De plus, les données sont « largement sous-estimées », mentionne le Dr Burstein, en raison des difficultés à comptabiliser ces cas. D’ailleurs, il a publié le printemps dernier une étude sur la hausse des tentatives de suicide des adolescents aux États-Unis, dans la revue JAMA Pediatrics.
Au Centre hospitalier universitaire Sainte-Justine, ces données ne sont pas comptabilisées, nous a-t-on répondu.
La majorité des patients vus au CUSM sont des adolescents, mais aussi parfois des enfants de moins de 10 ans. Enjeux relationnels, intimidation, maladies psychiatriques : les causes sont multifactorielles, selon les experts interrogés par Le Journal.
RÉSEAUX SOCIAUX
Récemment, des études ont montré que l’influence des médias sociaux et du temps passé devant les écrans peut mener à des idées noires.
« On voit un nombre important de jeunes qui ont des taux d’utilisation des écrans et des réseaux sociaux qui dépassent les six à huit heures par jour, constate le Dr Sébastien Collette, psychiatre et chef intérimaire du service d’urgence de l’Hôpital Rivièredes-Prairies, à Montréal.

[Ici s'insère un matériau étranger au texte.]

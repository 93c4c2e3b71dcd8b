use serde::{Deserialize, Serialize};

/// Peer-sync message (§3 "Peer-sync message"): produced by one sidecar when
/// its local counter crosses a sync boundary, consumed by every peer.
#[derive(Debug, Clone, Serialize, Deserialize, PartialEq)]
pub struct Limit {
    pub key: String,
    pub value: i64,
    pub ttl: i64,
}
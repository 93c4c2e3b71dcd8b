//! Fingerprint-keyed response cache backed by the shared KV store (§4.2
//! ResponseCache).
//!
//! Unlike the original `lru`-backed in-process cache this crate started
//! from, every entry lives in the KV store alongside the rate limiter's
//! counters — so a cache hit on one replica is a cache hit on every replica.
//! Cache writes and TTL refreshes run through [`sidecar_core::TaskSupervisor`]
//! so the response path never waits on them.

mod config;
mod error;
mod events;
mod fingerprint;
mod layer;
mod policy;

pub use config::{CacheConfig, CacheConfigBuilder};
pub use error::CacheError;
pub use events::CacheEvent;
pub use fingerprint::fingerprint;
pub use layer::ResponseCacheLayer;
pub use policy::{CacheKey, TtlPolicy};

use std::sync::Arc;
use std::task::{Context, Poll};
use std::time::Instant;

use futures::future::BoxFuture;
use sidecar_core::TaskSupervisor;
use sidecar_kvstore::KvStore;
use tower::Service;

/// A Tower [`Service`] that serves cached bytes on a hit and, on a miss,
/// calls the wrapped service and stores its response.
///
/// Requests must carry a [`CacheKey`] extension (the route declaration's
/// responsibility, since the fingerprint depends on the route's own
/// arguments); `S::Response` must be cheaply convertible to and from raw
/// bytes so it can round-trip through the store.
pub struct ResponseCache<S, K> {
    inner: S,
    store: K,
    tasks: TaskSupervisor,
    config: Arc<CacheConfig>,
}

impl<S: Clone, K: Clone> Clone for ResponseCache<S, K> {
    fn clone(&self) -> Self {
        Self {
            inner: self.inner.clone(),
            store: self.store.clone(),
            tasks: self.tasks.clone(),
            config: Arc::clone(&self.config),
        }
    }
}

impl<S, K, B, Resp> Service<http::Request<B>> for ResponseCache<S, K>
where
    S: Service<http::Request<B>, Response = Resp> + Clone + Send + 'static,
    S::Future: Send + 'static,
    S::Error: Send + 'static,
    K: KvStore,
    B: Send + 'static,
    Resp: Into<Vec<u8>> + From<Vec<u8>> + Clone + Send + 'static,
{
    type Response = Resp;
    type Error = CacheError<S::Error>;
    type Future = BoxFuture<'static, Result<Self::Response, Self::Error>>;

    fn poll_ready(&mut self, cx: &mut Context<'_>) -> Poll<Result<(), Self::Error>> {
        self.inner.poll_ready(cx).map_err(CacheError::Inner)
    }

    fn call(&mut self, req: http::Request<B>) -> Self::Future {
        let store = self.store.clone();
        let tasks = self.tasks.clone();
        let config = Arc::clone(&self.config);
        let mut inner = self.inner.clone();

        Box::pin(async move {
            let Some(cache_key) = req.extensions().get::<CacheKey>().cloned() else {
                return Err(CacheError::MissingCacheKey);
            };

            let key = format!("{}/{}", config.cache_prefix, cache_key.fingerprint);

            if let Some(bytes) = store.get(&key).await.unwrap_or(None) {
                config.event_listeners.emit(&CacheEvent::Hit {
                    fingerprint: cache_key.fingerprint.clone(),
                    timestamp: Instant::now(),
                });

                if matches!(cache_key.policy, TtlPolicy::ExtendOnHit) {
                    let store = store.clone();
                    let ttl = cache_key.ttl;
                    let key = key.clone();
                    let config = Arc::clone(&config);
                    let fingerprint = cache_key.fingerprint.clone();
                    tasks.submit_fallible("cache ttl refresh", async move {
                        let result = store.expire(&key, ttl).await;
                        if result.is_err() {
                            config.event_listeners.emit(&CacheEvent::WriteFailed {
                                fingerprint,
                                timestamp: Instant::now(),
                            });
                        }
                        result
                    });
                }

                return Ok(Resp::from(bytes));
            }

            config.event_listeners.emit(&CacheEvent::Miss {
                fingerprint: cache_key.fingerprint.clone(),
                timestamp: Instant::now(),
            });

            let response = inner.call(req).await.map_err(CacheError::Inner)?;

            let bytes: Vec<u8> = response.clone().into();
            let ttl = cache_key.ttl;
            let fingerprint = cache_key.fingerprint.clone();
            tasks.submit_fallible("cache write", async move {
                let result = store.set_ex(&key, &bytes, ttl).await;
                if result.is_err() {
                    config.event_listeners.emit(&CacheEvent::WriteFailed {
                        fingerprint,
                        timestamp: Instant::now(),
                    });
                }
                result
            });

            Ok(response)
        })
    }
}

#[cfg(test)]
mod tests {
    use super::*;
    use sidecar_kvstore::InMemoryKvStore;
    use std::sync::atomic::{AtomicUsize, Ordering};
    use std::time::Duration;
    use tower::{Layer, ServiceExt};

    fn request_with(key: CacheKey) -> http::Request<()> {
        let mut req = http::Request::new(());
        req.extensions_mut().insert(key);
        req
    }

    #[tokio::test]
    async fn miss_then_hit_skips_inner_on_second_call() {
        let store = InMemoryKvStore::new();
        let config = CacheConfigBuilder::new("chain/cache").build();
        let layer = ResponseCacheLayer::new(store, TaskSupervisor::new(), config);

        let call_count = Arc::new(AtomicUsize::new(0));
        let cc = Arc::clone(&call_count);
        let service = tower::service_fn(move |_req: http::Request<()>| {
            let cc = Arc::clone(&cc);
            async move {
                cc.fetch_add(1, Ordering::SeqCst);
                Ok::<_, std::convert::Infallible>(b"payload".to_vec())
            }
        });
        let mut service = layer.layer(service);

        let key = CacheKey::new("get_block_latest()", Duration::from_secs(60), TtlPolicy::Fixed);
        let first = service.ready().await.unwrap().call(request_with(key.clone())).await.unwrap();
        assert_eq!(first, b"payload".to_vec());
        assert_eq!(call_count.load(Ordering::SeqCst), 1);

        // allow the background SETEX to land
        tokio::time::sleep(Duration::from_millis(20)).await;

        let second = service.ready().await.unwrap().call(request_with(key)).await.unwrap();
        assert_eq!(second, b"payload".to_vec());
        assert_eq!(call_count.load(Ordering::SeqCst), 1, "second call should be served from cache");
    }

    #[tokio::test]
    async fn failed_handler_call_is_not_cached() {
        let store = InMemoryKvStore::new();
        let config = CacheConfigBuilder::new("chain/cache").build();
        let layer = ResponseCacheLayer::new(store, TaskSupervisor::new(), config);

        let service = tower::service_fn(|_req: http::Request<()>| async move {
            Err::<Vec<u8>, _>("boom")
        });
        let mut service = layer.layer(service);

        let key = CacheKey::new("get_block_by_hash(bad)", Duration::from_secs(60), TtlPolicy::Fixed);
        let result = service.ready().await.unwrap().call(request_with(key)).await;
        assert!(matches!(result, Err(CacheError::Inner("boom"))));
    }

    #[tokio::test]
    async fn extend_on_hit_refreshes_ttl_in_background() {
        let store = InMemoryKvStore::new();
        let config = CacheConfigBuilder::new("chain/cache").build();
        let layer = ResponseCacheLayer::new(store.clone(), TaskSupervisor::new(), config);

        let service = tower::service_fn(|_req: http::Request<()>| async move {
            Ok::<_, std::convert::Infallible>(b"hash-lookup".to_vec())
        });
        let mut service = layer.layer(service);

        let key = CacheKey::new(
            "get_transaction(0xabc)",
            Duration::from_secs(300),
            TtlPolicy::ExtendOnHit,
        );
        service.ready().await.unwrap().call(request_with(key.clone())).await.unwrap();
        tokio::time::sleep(Duration::from_millis(20)).await;

        service.ready().await.unwrap().call(request_with(key)).await.unwrap();
        tokio::time::sleep(Duration::from_millis(20)).await;

        let ttl = store.ttl("chain/cache/get_transaction(0xabc)").await.unwrap();
        assert!(ttl > 0);
    }

    #[tokio::test]
    async fn missing_cache_key_extension_is_rejected() {
        let store = InMemoryKvStore::new();
        let config = CacheConfigBuilder::new("chain/cache").build();
        let layer = ResponseCacheLayer::new(store, TaskSupervisor::new(), config);

        let service = tower::service_fn(|_req: http::Request<()>| async move {
            Ok::<_, std::convert::Infallible>(b"x".to_vec())
        });
        let mut service = layer.layer(service);

        let result = service.ready().await.unwrap().call(http::Request::new(())).await;
        assert!(matches!(result, Err(CacheError::MissingCacheKey)));
    }
}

La dépendance à l’internet est en croissance évidente. »
À cet hôpital, la hausse des visites liées au suicide a crû de 15 % en trois ans.
Toutefois, un psychologue spécialisé dans la question croit qu’une meilleure conscientisation pourrait expliquer la hausse des consultations à l’urgence.
« BON SIGNE »
« Beaucoup d’éducation a été faite. D’avoir le réflexe d’aller à l’hôpital, c’est un bon signe », souligne Réal Labelle, psychologue à l’Université du Québec à Montréal. Ça ne veut pas dire que les jeunes sont plus en détresse. »
Autre fait inquiétant : une tentative de suicide à un jeune âge augmente les risques dans le futur.
« C’est pourquoi c’est aussi inquiétant », dit le Dr Burstein qui croit que l’aide externe doit être améliorée pour éviter des drames.
« Une fois qu’on a un patient, qu’estce qu’on fait pour réduire les risques dans l’avenir ? On manque cruellement de ressources. »
Le nombre de suicides des adolescents est faible et stable depuis 10 ans au Québec.